Driving on deficient roads costs Connecticut motorists a total of $6.1 billion annually in the form of additional vehicle operating costs, congestion-related delays and traffic crashes.
Drivers in the state’s largest urban areas incur annual costs as a result of driving on deficient roads as follows: Bridgeport-Stamford - $2,378; Hartford - $2,355; New Haven - $2,190.
Worsening congestion robs drivers of time and fuel. Annual time wasted in congestion for drivers in the state’s largest urban areas is: Bridgeport-Stamford, 49 hours; Hartford, 45 hours; and, New Haven, 40 hours.
Public Health and Safety
Nearly four out of five miles on Connecticut’s major roads are in either poor or mediocre condition, with 57 percent rated in poor condition and 22 percent rated in mediocre condition.
Eight percent of Connecticut’s bridges (338 out of 4,214) are structurally deficient.
34 years ago, on June 28, 1983, the Mianus River Bridge on Interstate 95 in Greenwich, Connecticut collapsed, killing three drivers because of underinvestment in transportation infrastructure.
The National Highway Traffic Safety Administration reports there were 253 fatal motor vehicle crashes, resulting in 266 fatalities, in Connecticut during 2015. Motor vehicle crashes are the number one cause of death and permanently disabling injuries for Americans under age 21.
Economic and Business Impact
The Federal Highway Administration estimates that each dollar spent on road, highway and bridge improvements results in an average benefit of $5.20 in the form of reduced vehicle maintenance costs, reduced delays, reduced fuel consumption, improved safety, reduced road and bridge maintenance costs, and reduced emissions as a result of improved traffic flow.
Inter-state truck shipments along Connecticut’s highway and bridge network are vital to the economic growth of the state.
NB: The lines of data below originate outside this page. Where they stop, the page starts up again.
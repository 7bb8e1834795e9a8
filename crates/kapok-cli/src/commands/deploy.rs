//! Deploy command - generate the charts and install them

use console::style;
use indicatif::{ProgressBar, ProgressStyle};
use kapok_core::DeployOptions;
use kapok_deploy::runner::display_command;
use kapok_deploy::{DeployOutcome, Deployer, InstallCommand, SystemRunner};
use std::time::Duration;

use crate::error::Result;

pub fn run(options: &DeployOptions, kube_context: Option<&str>) -> Result<()> {
    let context = super::context_source(kube_context);
    let runner = SystemRunner;
    let deployer = Deployer::new(&runner, context.as_ref());

    let spinner = ProgressBar::new_spinner();
    spinner.set_style(
        ProgressStyle::with_template("{spinner:.cyan} {msg}")
            .unwrap_or_else(|_| ProgressStyle::default_spinner()),
    );
    spinner.set_message(if options.dry_run {
        "Generating charts...".to_string()
    } else {
        format!(
            "Deploying release {} to namespace {}...",
            options.release_name, options.namespace
        )
    });
    spinner.enable_steady_tick(Duration::from_millis(100));

    let result = deployer.deploy(options);
    spinner.finish_and_clear();
    let outcome = result?;

    let config = outcome.config();
    println!(
        "{} Provider: {} (storage class {}, ingress class {})",
        style("→").cyan(),
        style(config.provider).bold(),
        config.storage_class,
        config.ingress_class
    );

    match &outcome {
        DeployOutcome::DryRun { chart_dir, .. } => {
            println!(
                "{} Generated chart in {}",
                style("✓").green().bold(),
                chart_dir.display()
            );
            let install = InstallCommand::new(config, chart_dir, options.effective_timeout());
            println!(
                "{} Dry run, helm not invoked. To install:\n  {}",
                style("→").cyan(),
                display_command(&options.helm_binary, &install.args())
            );
        }

        DeployOutcome::Installed {
            chart_dir,
            cleaned_up,
            output,
            ..
        } => {
            println!(
                "{} Release {} deployed to namespace {}",
                style("✓").green().bold(),
                style(&config.release_name).cyan(),
                config.namespace
            );
            if !output.trim().is_empty() {
                println!("{}", style(output.trim_end()).dim());
            }
            if !cleaned_up {
                println!("{} Chart kept in {}", style("→").cyan(), chart_dir.display());
            }
        }
    }

    Ok(())
}
//! Template filters used by the chart catalog
//!
//! Names and behavior follow their Helm counterparts so the two template
//! stages read alike.

use minijinja::{Error, ErrorKind, Value};

/// Convert a value to YAML format
///
/// Usage: [[ services | toyaml ]]
pub fn toyaml(value: Value) -> Result<String, Error> {
    let json_value: serde_json::Value = serde_json::to_value(&value)
        .map_err(|e| Error::new(ErrorKind::InvalidOperation, e.to_string()))?;

    let yaml = serde_yaml::to_string(&json_value)
        .map_err(|e| Error::new(ErrorKind::InvalidOperation, e.to_string()))?;

    // Remove trailing newline and leading "---\n" if present
    Ok(yaml.trim_start_matches("---\n").trim_end().to_string())
}

/// Quote a string with double quotes
///
/// Usage: [[ config.imageTag | quote ]]
#[must_use]
pub fn quote(value: Value) -> String {
    let s = match value.as_str() {
        Some(str_val) => str_val.to_string(),
        None => value.to_string(),
    };
    format!("\"{}\"", s.replace('\\', "\\\\").replace('"', "\\\""))
}

/// Indent text with a newline prefix (like Helm's nindent)
///
/// Usage: [[ content | nindent(4) ]]
#[must_use]
pub fn nindent(value: String, spaces: usize) -> String {
    let indent = " ".repeat(spaces);
    let mut result = String::with_capacity(1 + value.len() + spaces * value.lines().count());

    for line in value.lines() {
        result.push('\n');
        if !line.is_empty() {
            result.push_str(&indent);
            result.push_str(line);
        }
    }

    result
}
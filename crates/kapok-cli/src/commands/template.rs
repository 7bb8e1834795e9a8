//! Template command - generate the charts without installing them

use console::style;
use kapok_core::{DeployOptions, DeploymentConfig};
use kapok_deploy::{Deployer, SystemRunner};
use kapok_engine::Engine;
use std::path::Path;
use walkdir::WalkDir;

use crate::error::Result;

pub fn run(
    options: &DeployOptions,
    kube_context: Option<&str>,
    output_dir: Option<&Path>,
    stdout: bool,
) -> Result<()> {
    let context = super::context_source(kube_context);
    // Never invoked: template runs are always dry
    let runner = SystemRunner;
    let deployer = Deployer::new(&runner, context.as_ref());

    if stdout {
        let config = DeploymentConfig::build(options, deployer.resolve_provider(options));
        let engine = Engine::new()?;

        for file in engine.render_catalog(&config)? {
            println!("---");
            println!("# Source: {}", Path::new("kapok").join(&file.path).display());
            print!("{}", file.content);
        }
        return Ok(());
    }

    let options = DeployOptions {
        output_dir: output_dir.map(Path::to_path_buf),
        dry_run: true,
        ..options.clone()
    };
    let outcome = deployer.deploy(&options)?;
    let chart_dir = outcome.chart_dir();

    println!(
        "{} Generated {} chart in {}",
        style("✓").green().bold(),
        style(outcome.config().provider).bold(),
        chart_dir.display()
    );

    for entry in WalkDir::new(chart_dir).sort_by_file_name() {
        let entry = entry.map_err(std::io::Error::from)?;
        if entry.file_type().is_file() {
            let relative = entry.path().strip_prefix(chart_dir).unwrap_or(entry.path());
            println!("  {}", relative.display());
        }
    }

    Ok(())
}
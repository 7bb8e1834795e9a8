//! External command execution boundary

use std::process::Command;
use thiserror::Error;

/// Failure of an external command
#[derive(Debug, Error)]
pub enum CommandError {
    /// The program could not be started
    #[error("failed to launch `{command}`: {source}")]
    Launch {
        command: String,
        #[source]
        source: std::io::Error,
    },

    /// The program ran and exited unsuccessfully
    #[error("`{command}` failed ({status}): {stderr}")]
    Failed {
        command: String,
        status: String,
        stderr: String,
        /// Combined stdout and stderr
        output: String,
    },
}

/// Runs an external program and captures its output
pub trait CommandRunner {
    /// Run `program` with `args`, returning combined stdout and stderr on success
    fn run(&self, program: &str, args: &[String]) -> Result<String, CommandError>;
}

/// Format a command line for logs and error messages
pub fn display_command(program: &str, args: &[String]) -> String {
    std::iter::once(program.to_string())
        .chain(args.iter().cloned())
        .collect::<Vec<_>>()
        .join(" ")
}

/// [`CommandRunner`] backed by `std::process::Command`
#[derive(Debug, Clone, Default)]
pub struct SystemRunner;

impl CommandRunner for SystemRunner {
    fn run(&self, program: &str, args: &[String]) -> Result<String, CommandError> {
        let command = display_command(program, args);
        tracing::debug!(%command, "running external command");

        let output = Command::new(program)
            .args(args)
            .output()
            .map_err(|source| CommandError::Launch {
                command: command.clone(),
                source,
            })?;

        let stdout = String::from_utf8_lossy(&output.stdout);
        let stderr = String::from_utf8_lossy(&output.stderr).trim().to_string();
        let combined = format!("{}{}", stdout, stderr);

        if !output.status.success() {
            return Err(CommandError::Failed {
                command,
                status: output.status.to_string(),
                stderr: if stderr.is_empty() {
                    "no error output".to_string()
                } else {
                    stderr
                },
                output: combined,
            });
        }

        Ok(combined)
    }
}

#[cfg(test)]
mod tests {
    use super::*;

    #[test]
    fn test_display_command() {
        let args = vec!["upgrade".to_string(), "--install".to_string()];
        assert_eq!(display_command("helm", &args), "helm upgrade --install");
    }

    #[test]
    fn test_launch_failure() {
        let err = SystemRunner
            .run("kapok-definitely-not-a-real-binary", &[])
            .unwrap_err();
        assert!(matches!(err, CommandError::Launch { .. }));
        assert!(err.to_string().contains("kapok-definitely-not-a-real-binary"));
    }

    #[cfg(unix)]
    #[test]
    fn test_captures_output() {
        let args = vec!["-c".to_string(), "echo out; echo err >&2".to_string()];
        let output = SystemRunner.run("sh", &args).unwrap();
        assert!(output.contains("out"));
        assert!(output.contains("err"));
    }

    #[cfg(unix)]
    #[test]
    fn test_nonzero_exit_carries_stderr() {
        let args = vec!["-c".to_string(), "echo 'release failed' >&2; exit 3".to_string()];
        let err = SystemRunner.run("sh", &args).unwrap_err();

        match &err {
            CommandError::Failed { stderr, .. } => assert_eq!(stderr, "release failed"),
            other => panic!("unexpected error: {other}"),
        }
        assert!(err.to_string().contains("release failed"));
    }
}
//! Chart tree writer
//!
//! Materializes the rendered catalog under `<dest>/kapok`. The chart root is
//! cleared first, so files from an earlier run with other feature flags never
//! linger. A failure part-way leaves whatever was already written on disk.

use kapok_core::{DeploymentConfig, UMBRELLA_CHART_NAME};
use std::fs;
use std::path::{Path, PathBuf};

use crate::engine::Engine;
use crate::error::{EngineError, Result};

/// Files produced by one [`ChartWriter::write`] call
#[derive(Debug, Clone)]
pub struct WriteSummary {
    /// Umbrella chart root (`<dest>/kapok`)
    pub root: PathBuf,

    /// Every file written, in write order
    pub files: Vec<PathBuf>,
}

/// Writes the umbrella chart and its subcharts to disk
pub struct ChartWriter {
    engine: Engine,
}

impl ChartWriter {
    pub fn new() -> Result<Self> {
        Ok(Self {
            engine: Engine::new()?,
        })
    }

    /// Root directory the chart is written to inside `dest`
    pub fn chart_root(dest: &Path) -> PathBuf {
        dest.join(UMBRELLA_CHART_NAME)
    }

    /// Render the catalog for `config` and write it below `dest`
    pub fn write(&self, dest: &Path, config: &DeploymentConfig) -> Result<WriteSummary> {
        let root = Self::chart_root(dest);
        let rendered = self.engine.render_catalog(config)?;

        if root.is_dir() {
            fs::remove_dir_all(&root).map_err(|source| EngineError::CreateDir {
                path: root.clone(),
                source,
            })?;
            tracing::debug!(root = %root.display(), "cleared previous chart tree");
        }

        let mut files = Vec::with_capacity(rendered.len());

        for file in rendered {
            let path = root.join(&file.path);

            if let Some(parent) = path.parent() {
                fs::create_dir_all(parent).map_err(|source| EngineError::CreateDir {
                    path: parent.to_path_buf(),
                    source,
                })?;
            }

            fs::write(&path, &file.content).map_err(|source| EngineError::Write {
                path: path.clone(),
                source,
            })?;

            tracing::debug!(path = %path.display(), template = file.template, "wrote chart file");
            files.push(path);
        }

        tracing::info!(
            root = %root.display(),
            files = files.len(),
            "chart tree written"
        );

        Ok(WriteSummary { root, files })
    }
}
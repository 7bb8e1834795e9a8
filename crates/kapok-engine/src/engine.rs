//! Template engine based on MiniJinja
//!
//! Kapok templates go through two template languages: MiniJinja here, then
//! Helm's Go templates at install time. The MiniJinja stage uses `[[ ]]`,
//! `[% %]` and `[# #]` delimiters so every `{{ }}` survives untouched for Helm.

use kapok_core::{DeploymentConfig, Service, ServiceDescriptor, UMBRELLA_CHART_NAME};
use minijinja::syntax::SyntaxConfig;
use minijinja::{Environment, UndefinedBehavior, Value};
use serde::Serialize;
use std::path::{Path, PathBuf};

use crate::catalog::{self, CATALOG, Scope, TemplateSpec};
use crate::error::{EngineError, Result, TemplateError};
use crate::filters;

/// Version stamped into every generated Chart.yaml
pub const CHART_VERSION: &str = env!("CARGO_PKG_VERSION");

/// Chart metadata exposed to templates as `chart`
#[derive(Debug, Clone, Serialize)]
#[serde(rename_all = "camelCase")]
pub struct ChartInfo {
    pub name: &'static str,
    pub version: &'static str,
}

impl Default for ChartInfo {
    fn default() -> Self {
        Self {
            name: UMBRELLA_CHART_NAME,
            version: CHART_VERSION,
        }
    }
}

/// TLS settings exposed to templates as `tls`
#[derive(Debug, Clone, Serialize)]
#[serde(rename_all = "camelCase")]
pub struct TlsInfo {
    pub issuer: String,
}

/// A rendered template and where it belongs in the chart tree
#[derive(Debug, Clone, PartialEq, Eq)]
pub struct RenderedFile {
    /// Path relative to the umbrella chart root
    pub path: PathBuf,

    /// Catalog template that produced this file
    pub template: &'static str,

    pub content: String,
}

/// The template engine
pub struct Engine {
    env: Environment<'static>,
}

impl Engine {
    /// Create an engine with the whole catalog loaded
    pub fn new() -> Result<Self> {
        let mut env = Self::create_environment()?;

        for spec in CATALOG {
            env.add_template(spec.name, spec.source)
                .map_err(|e| TemplateError::from_minijinja(e, spec.name, spec.source))?;
        }

        Ok(Self { env })
    }

    /// Create a configured MiniJinja environment
    fn create_environment() -> Result<Environment<'static>> {
        let mut env = Environment::new();

        let syntax = SyntaxConfig::builder()
            .block_delimiters("[%", "%]")
            .variable_delimiters("[[", "]]")
            .comment_delimiters("[#", "#]")
            .build()
            .map_err(|e| EngineError::Syntax(e.to_string()))?;
        env.set_syntax(syntax);

        // Unresolved placeholders are defects in the catalog, never silent blanks
        env.set_undefined_behavior(UndefinedBehavior::Strict);
        env.set_trim_blocks(true);
        env.set_lstrip_blocks(true);
        env.set_keep_trailing_newline(true);

        env.add_filter("toyaml", filters::toyaml);
        env.add_filter("quote", filters::quote);
        env.add_filter("nindent", filters::nindent);

        Ok(env)
    }

    /// Build the render context for one template
    fn context(config: &DeploymentConfig, service: Option<&ServiceDescriptor>) -> Value {
        let services: Vec<ServiceDescriptor> =
            Service::ALL.iter().map(Service::descriptor).collect();
        let tls = TlsInfo {
            issuer: config.issuer_name(),
        };

        match service {
            Some(service) => minijinja::context! {
                config => config,
                chart => ChartInfo::default(),
                services => services,
                tls => tls,
                service => service,
            },
            None => minijinja::context! {
                config => config,
                chart => ChartInfo::default(),
                services => services,
                tls => tls,
            },
        }
    }

    /// Render a single catalog template
    pub fn render(
        &self,
        spec: &TemplateSpec,
        config: &DeploymentConfig,
        service: Option<&ServiceDescriptor>,
    ) -> Result<String> {
        let tmpl = self
            .env
            .get_template(spec.name)
            .map_err(|e| TemplateError::from_minijinja(e, spec.name, spec.source))?;

        let rendered = tmpl
            .render(Self::context(config, service))
            .map_err(|e| TemplateError::from_minijinja(e, spec.name, spec.source))?;

        Ok(rendered)
    }

    /// Render an ad-hoc template string with the same syntax and context
    pub fn render_string(
        &self,
        template: &str,
        config: &DeploymentConfig,
        service: Option<Service>,
    ) -> Result<String> {
        let descriptor = service.map(|s| s.descriptor());
        self.env
            .render_str(template, Self::context(config, descriptor.as_ref()))
            .map_err(|e| {
                EngineError::Template(TemplateError::from_minijinja(e, "<string>", template))
            })
    }

    /// Render every catalog entry whose condition holds for `config`
    ///
    /// Umbrella files come first, then each service's files in catalog order.
    pub fn render_catalog(&self, config: &DeploymentConfig) -> Result<Vec<RenderedFile>> {
        let mut files = Vec::new();

        for spec in catalog::entries(Scope::Umbrella).filter(|s| s.condition.holds(config)) {
            files.push(RenderedFile {
                path: PathBuf::from(spec.path),
                template: spec.name,
                content: self.render(spec, config, None)?,
            });
        }

        for service in Service::ALL {
            let descriptor = service.descriptor();
            let root = Path::new("charts").join(service.name());

            for spec in catalog::entries(Scope::PerService).filter(|s| s.condition.holds(config)) {
                files.push(RenderedFile {
                    path: root.join(spec.path),
                    template: spec.name,
                    content: self.render(spec, config, Some(&descriptor))?,
                });
            }
        }

        tracing::debug!(
            files = files.len(),
            provider = %config.provider,
            "rendered chart catalog"
        );

        Ok(files)
    }
}
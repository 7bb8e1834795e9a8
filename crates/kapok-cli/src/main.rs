//! Kapok CLI - generates the Kapok Helm charts and installs them into a cluster

use clap::{Args, Parser, Subcommand};
use kapok_core::{DeployOptions, Provider};
use std::path::PathBuf;
use tracing::Level;

mod commands;
mod error;
mod exit_codes;

use error::{CliError, Result};

#[derive(Parser)]
#[command(name = "kapok")]
#[command(author = "Kapok Contributors")]
#[command(version)]
#[command(about = "Cloud-aware Helm chart generator and installer for Kapok", long_about = None)]
#[command(propagate_version = true)]
struct Cli {
    #[command(subcommand)]
    command: Commands,

    /// Enable debug output
    #[arg(long, global = true)]
    debug: bool,
}

#[derive(Subcommand)]
enum Commands {
    /// Generate the charts and install them with helm
    Deploy {
        #[command(flatten)]
        chart: ChartArgs,

        /// Write the chart here and keep it (a scratch directory is used otherwise)
        #[arg(short, long, env = "KAPOK_OUTPUT_DIR")]
        output_dir: Option<PathBuf>,

        /// Generate the chart without installing it
        #[arg(long, env = "KAPOK_DRY_RUN")]
        dry_run: bool,

        /// Time to wait for the release to become ready (helm duration)
        #[arg(long, env = "KAPOK_TIMEOUT")]
        timeout: Option<String>,

        /// Helm executable
        #[arg(long, env = "KAPOK_HELM")]
        helm: Option<String>,
    },

    /// Generate the charts without installing them
    Template {
        #[command(flatten)]
        chart: ChartArgs,

        /// Directory to write the chart into
        #[arg(short, long, env = "KAPOK_OUTPUT_DIR", required_unless_present = "stdout")]
        output_dir: Option<PathBuf>,

        /// Print the rendered files instead of writing them
        #[arg(long, conflicts_with = "output_dir")]
        stdout: bool,
    },

    /// Show which cloud provider a kube context belongs to
    Detect {
        /// Context name (default: current-context from kubeconfig)
        context: Option<String>,
    },

    /// List supported providers and their defaults
    Providers,
}

/// Flags shared by every command that renders charts
#[derive(Args)]
struct ChartArgs {
    /// Options file (default: ~/.config/kapok/config.yaml)
    #[arg(short, long, env = "KAPOK_CONFIG")]
    config: Option<PathBuf>,

    /// Kube context used for provider detection (default: current-context)
    #[arg(long, env = "KAPOK_KUBE_CONTEXT")]
    kube_context: Option<String>,

    /// Helm release name
    #[arg(long, env = "KAPOK_RELEASE")]
    release: Option<String>,

    /// Cloud provider (aws, gcp, azure, generic); detected when omitted
    #[arg(short, long, env = "KAPOK_PROVIDER")]
    provider: Option<Provider>,

    /// Target namespace
    #[arg(short, long, env = "KAPOK_NAMESPACE")]
    namespace: Option<String>,

    /// Public domain
    #[arg(short, long, env = "KAPOK_DOMAIN")]
    domain: Option<String>,

    /// Image tag for all services
    #[arg(long, env = "KAPOK_IMAGE_TAG")]
    image_tag: Option<String>,

    /// Storage class (default: provider's)
    #[arg(long, env = "KAPOK_STORAGE_CLASS")]
    storage_class: Option<String>,

    /// Ingress class (default: provider's)
    #[arg(long, env = "KAPOK_INGRESS_CLASS")]
    ingress_class: Option<String>,

    /// ACME contact email (default: admin@<domain>)
    #[arg(long, env = "KAPOK_ACME_EMAIL")]
    acme_email: Option<String>,

    /// Issue TLS certificates with cert-manager
    #[arg(long, env = "KAPOK_TLS")]
    tls: bool,

    /// Enable HorizontalPodAutoscalers
    #[arg(long, env = "KAPOK_HPA")]
    hpa: bool,

    /// Enable KEDA ScaledObjects
    #[arg(long, env = "KAPOK_KEDA")]
    keda: bool,
}

impl ChartArgs {
    /// Options file values overridden by flags
    fn options(&self) -> Result<DeployOptions> {
        let mut options = match &self.config {
            Some(path) => DeployOptions::load_from(path).map_err(|e| {
                CliError::config_with_help(
                    e.to_string(),
                    format!("check {} or omit --config", path.display()),
                )
            })?,
            None => DeployOptions::load()?,
        };

        if let Some(release) = &self.release {
            options.release_name = release.clone();
        }
        if self.provider.is_some() {
            options.provider = self.provider;
        }
        if let Some(namespace) = &self.namespace {
            options.namespace = namespace.clone();
        }
        if let Some(domain) = &self.domain {
            options.domain = domain.clone();
        }
        if let Some(tag) = &self.image_tag {
            options.image_tag = tag.clone();
        }
        if self.storage_class.is_some() {
            options.storage_class = self.storage_class.clone();
        }
        if self.ingress_class.is_some() {
            options.ingress_class = self.ingress_class.clone();
        }
        if self.acme_email.is_some() {
            options.acme_email = self.acme_email.clone();
        }

        // Flags only switch features on; the file may already have
        options.tls_enabled |= self.tls;
        options.hpa_enabled |= self.hpa;
        options.keda_enabled |= self.keda;

        Ok(options)
    }
}

fn main() {
    // Setup miette for nice error display
    miette::set_panic_hook();

    let cli = match Cli::try_parse() {
        Ok(cli) => cli,
        // --help and --version
        Err(e) if !e.use_stderr() => e.exit(),
        Err(e) => {
            let _ = e.print();
            std::process::exit(exit_codes::USAGE_ERROR);
        }
    };

    tracing_subscriber::fmt()
        .with_max_level(if cli.debug { Level::DEBUG } else { Level::WARN })
        .with_writer(std::io::stderr)
        .with_target(false)
        .init();

    if let Err(err) = run(cli) {
        let code = err.exit_code();
        eprintln!("{:?}", miette::Report::new(err));
        std::process::exit(code);
    }

    std::process::exit(exit_codes::SUCCESS);
}

fn run(cli: Cli) -> Result<()> {
    match cli.command {
        Commands::Deploy {
            chart,
            output_dir,
            dry_run,
            timeout,
            helm,
        } => {
            let mut options = chart.options()?;
            if output_dir.is_some() {
                options.output_dir = output_dir;
            }
            options.dry_run |= dry_run;
            if let Some(timeout) = timeout {
                options.timeout = timeout;
            }
            if let Some(helm) = helm {
                options.helm_binary = helm;
            }
            commands::deploy::run(&options, chart.kube_context.as_deref())
        }

        Commands::Template {
            chart,
            output_dir,
            stdout,
        } => {
            let options = chart.options()?;
            commands::template::run(
                &options,
                chart.kube_context.as_deref(),
                output_dir.as_deref(),
                stdout,
            )
        }

        Commands::Detect { context } => commands::detect::run(context.as_deref()),

        Commands::Providers => commands::providers::run(),
    }
}

#[cfg(test)]
mod tests {
    use super::*;
    use clap::CommandFactory;

    #[test]
    fn test_cli_definition_is_valid() {
        Cli::command().debug_assert();
    }

    #[test]
    fn test_provider_flag_parses_case_insensitively() {
        let cli =
            Cli::try_parse_from(["kapok", "template", "--stdout", "--provider", "GCP"]).unwrap();
        match cli.command {
            Commands::Template { chart, .. } => assert_eq!(chart.provider, Some(Provider::Gcp)),
            _ => panic!("expected template"),
        }
    }

    #[test]
    fn test_unknown_provider_is_rejected() {
        assert!(Cli::try_parse_from(["kapok", "template", "--stdout", "-p", "openstack"]).is_err());
    }

    #[test]
    fn test_template_requires_a_destination() {
        assert!(Cli::try_parse_from(["kapok", "template"]).is_err());
    }

    #[test]
    fn test_flags_override_options_file() {
        let dir = tempfile::TempDir::new().unwrap();
        let path = dir.path().join("config.yaml");
        std::fs::write(
            &path,
            "namespace: from-file\ndomain: file.example\ntlsEnabled: true\n",
        )
        .unwrap();

        let cli = Cli::try_parse_from([
            "kapok",
            "template",
            "--stdout",
            "--config",
            path.to_str().unwrap(),
            "--namespace",
            "from-flag",
        ])
        .unwrap();

        let Commands::Template { chart, .. } = cli.command else {
            panic!("expected template");
        };
        let options = chart.options().unwrap();
        assert_eq!(options.namespace, "from-flag");
        assert_eq!(options.domain, "file.example");
        assert!(options.tls_enabled);
    }
}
Connecticut businesses shipped a total of $231.1 billion in freight in 2015. Of this total, 79 percent was shipped via truck. Truck traffic alone is expected to increase by 77 percent by 2045, reaching $322.5 billion in value.
As much as $2.3 billion in financial services and $893 million in insurance services were exported from Connecticut in 2014, with 41,700 finance and insurance sector jobs tied to trade. The ability for employees of Hartford firms to travel to New York, Boston, or internationally, is significantly improved by a strong transportation system.
Tourist destinations would be useless without a transportation system enabling access to tourist locations and businesses. During high-peak tourism travel times, congestion and poor road conditions can deter travel to popular tourist areas.